Iceland put top finance executives behind bars, but fears of cronyism remain - clorenzo
http://www.bloomberg.com/news/features/2016-03-31/welcome-to-iceland-where-bad-bankers-go-to-prison
======
deepnet
Exactly, the problem has got worse.

Banks are larger and more centralised, the offenders unpunished know they can
act with impunity, legislation is unchanged.

Banking/ finance types now know that if they are losing money they must simply
lose big enough to trigger more bailouts and the taxpayer pays.

This is despotic anti-capitalism: they keep the winnings and losses are
generational debt on which they again profit.
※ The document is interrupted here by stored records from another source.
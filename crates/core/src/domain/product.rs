use rust_decimal::Decimal;
use serde::{Deserialize, Serialize};

use crate::domain::category::{Category, CategoryId};
use crate::domain::numeric::{coerce_price, coerce_rating, coerce_stock, NumericInput};
use crate::domain::required_name;
use crate::errors::DomainError;

#[derive(Clone, Debug, PartialEq, Eq, Hash, Serialize, Deserialize)]
pub struct ProductId(pub String);

impl ProductId {
    pub fn as_str(&self) -> &str {
        &self.0
    }
}

#[derive(Clone, Debug, PartialEq, Eq, Serialize, Deserialize)]
#[serde(rename_all = "camelCase")]
pub struct Product {
    pub id: ProductId,
    pub name: String,
    pub category_id: CategoryId,
    pub description: String,
    #[serde(with = "rust_decimal::serde::float")]
    pub price: Decimal,
    pub stock: u32,
    #[serde(with = "rust_decimal::serde::float")]
    pub rating: Decimal,
    pub image: String,
}

/// Client-supplied fields for a new product, before validation.
#[derive(Clone, Debug, Default, PartialEq, Deserialize)]
#[serde(rename_all = "camelCase")]
pub struct NewProduct {
    pub name: Option<String>,
    pub category_id: Option<String>,
    pub description: Option<String>,
    pub price: Option<NumericInput>,
    pub stock: Option<NumericInput>,
    pub rating: Option<NumericInput>,
    pub image: Option<String>,
}

/// Validated product fields. The category reference is still unchecked: only the store can
/// resolve it.
#[derive(Clone, Debug, PartialEq, Eq)]
pub struct ProductDraft {
    pub name: String,
    pub category_id: CategoryId,
    pub description: String,
    pub price: Decimal,
    pub stock: u32,
    pub rating: Decimal,
    pub image: String,
}

#[derive(Clone, Debug, Default, PartialEq, Deserialize)]
#[serde(rename_all = "camelCase")]
pub struct ProductPatch {
    pub name: Option<String>,
    pub category_id: Option<String>,
    pub description: Option<String>,
    pub price: Option<NumericInput>,
    pub stock: Option<NumericInput>,
    pub rating: Option<NumericInput>,
    pub image: Option<String>,
}

/// A product alongside the category it references, if that category still resolves.
#[derive(Clone, Debug, PartialEq, Eq, Serialize, Deserialize)]
pub struct ProductWithCategory {
    pub product: Product,
    pub category: Option<Category>,
}

impl NewProduct {
    pub fn new(
        name: impl Into<String>,
        category_id: &CategoryId,
        price: impl Into<NumericInput>,
    ) -> Self {
        Self {
            name: Some(name.into()),
            category_id: Some(category_id.0.clone()),
            price: Some(price.into()),
            ..Self::default()
        }
    }

    pub fn validate(self) -> Result<ProductDraft, DomainError> {
        let name = required_name(self.name.as_deref());
        let category_id = self.category_id.filter(|value| !value.is_empty());
        let (Some(name), Some(price), Some(category_id)) = (name, self.price, category_id) else {
            return Err(DomainError::Validation(
                "Name, price and categoryId are required".to_owned(),
            ));
        };

        Ok(ProductDraft {
            name,
            category_id: CategoryId(category_id),
            description: self.description.unwrap_or_default(),
            price: coerce_price(&price)?,
            stock: coerce_stock(self.stock.as_ref())?,
            rating: coerce_rating(self.rating.as_ref())?,
            image: self.image.unwrap_or_default(),
        })
    }
}

impl ProductDraft {
    pub fn into_product(self, id: ProductId) -> Product {
        Product {
            id,
            name: self.name,
            category_id: self.category_id,
            description: self.description,
            price: self.price,
            stock: self.stock,
            rating: self.rating,
            image: self.image,
        }
    }
}

impl ProductPatch {
    pub fn is_empty(&self) -> bool {
        self.name.is_none()
            && self.category_id.is_none()
            && self.description.is_none()
            && self.price.is_none()
            && self.stock.is_none()
            && self.rating.is_none()
            && self.image.is_none()
    }

    pub fn target_category(&self) -> Option<CategoryId> {
        self.category_id.clone().map(CategoryId)
    }

    /// Returns the patched copy of `product`. Any invalid field fails the whole patch, so the
    /// stored product is either fully updated or not touched at all.
    ///
    /// The category reference is copied verbatim; resolving it is the caller's job and must
    /// happen before this is called.
    pub fn apply_to(&self, product: &Product) -> Result<Product, DomainError> {
        if self.is_empty() {
            return Err(DomainError::Validation("Nothing to update".to_owned()));
        }

        let mut updated = product.clone();
        if let Some(category_id) = self.target_category() {
            updated.category_id = category_id;
        }
        if let Some(name) = &self.name {
            updated.name = required_name(Some(name))
                .ok_or_else(|| DomainError::Validation("Name must not be empty".to_owned()))?;
        }
        if let Some(description) = &self.description {
            updated.description = description.clone();
        }
        if let Some(price) = &self.price {
            updated.price = coerce_price(price)?;
        }
        if self.stock.is_some() {
            updated.stock = coerce_stock(self.stock.as_ref())?;
        }
        if self.rating.is_some() {
            updated.rating = coerce_rating(self.rating.as_ref())?;
        }
        if let Some(image) = &self.image {
            updated.image = image.clone();
        }

        Ok(updated)
    }
}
The only ways that have ever worked to inject capital is to pay the poor and
middle class by national infrastructure projects or GWBush style $1000 cheques
- everyone benefits as money circulates.

Keynsian economics got this right.

Banks and the rich largely hoard capital where it is useless, pretending risk
aversion when it was outright fraud that caused the econopocalypse, not risky
but legitimate loans to business.

This will happen again unless investment and savings banks are again
separated, but no nation wants to do it unilaterally fearing an exodus of non-
dom capital they use to cook the government figures.

Finance is rotten to its core.

Quantative easing is bailouts by the backdoor.

Austerity stagnates an economy.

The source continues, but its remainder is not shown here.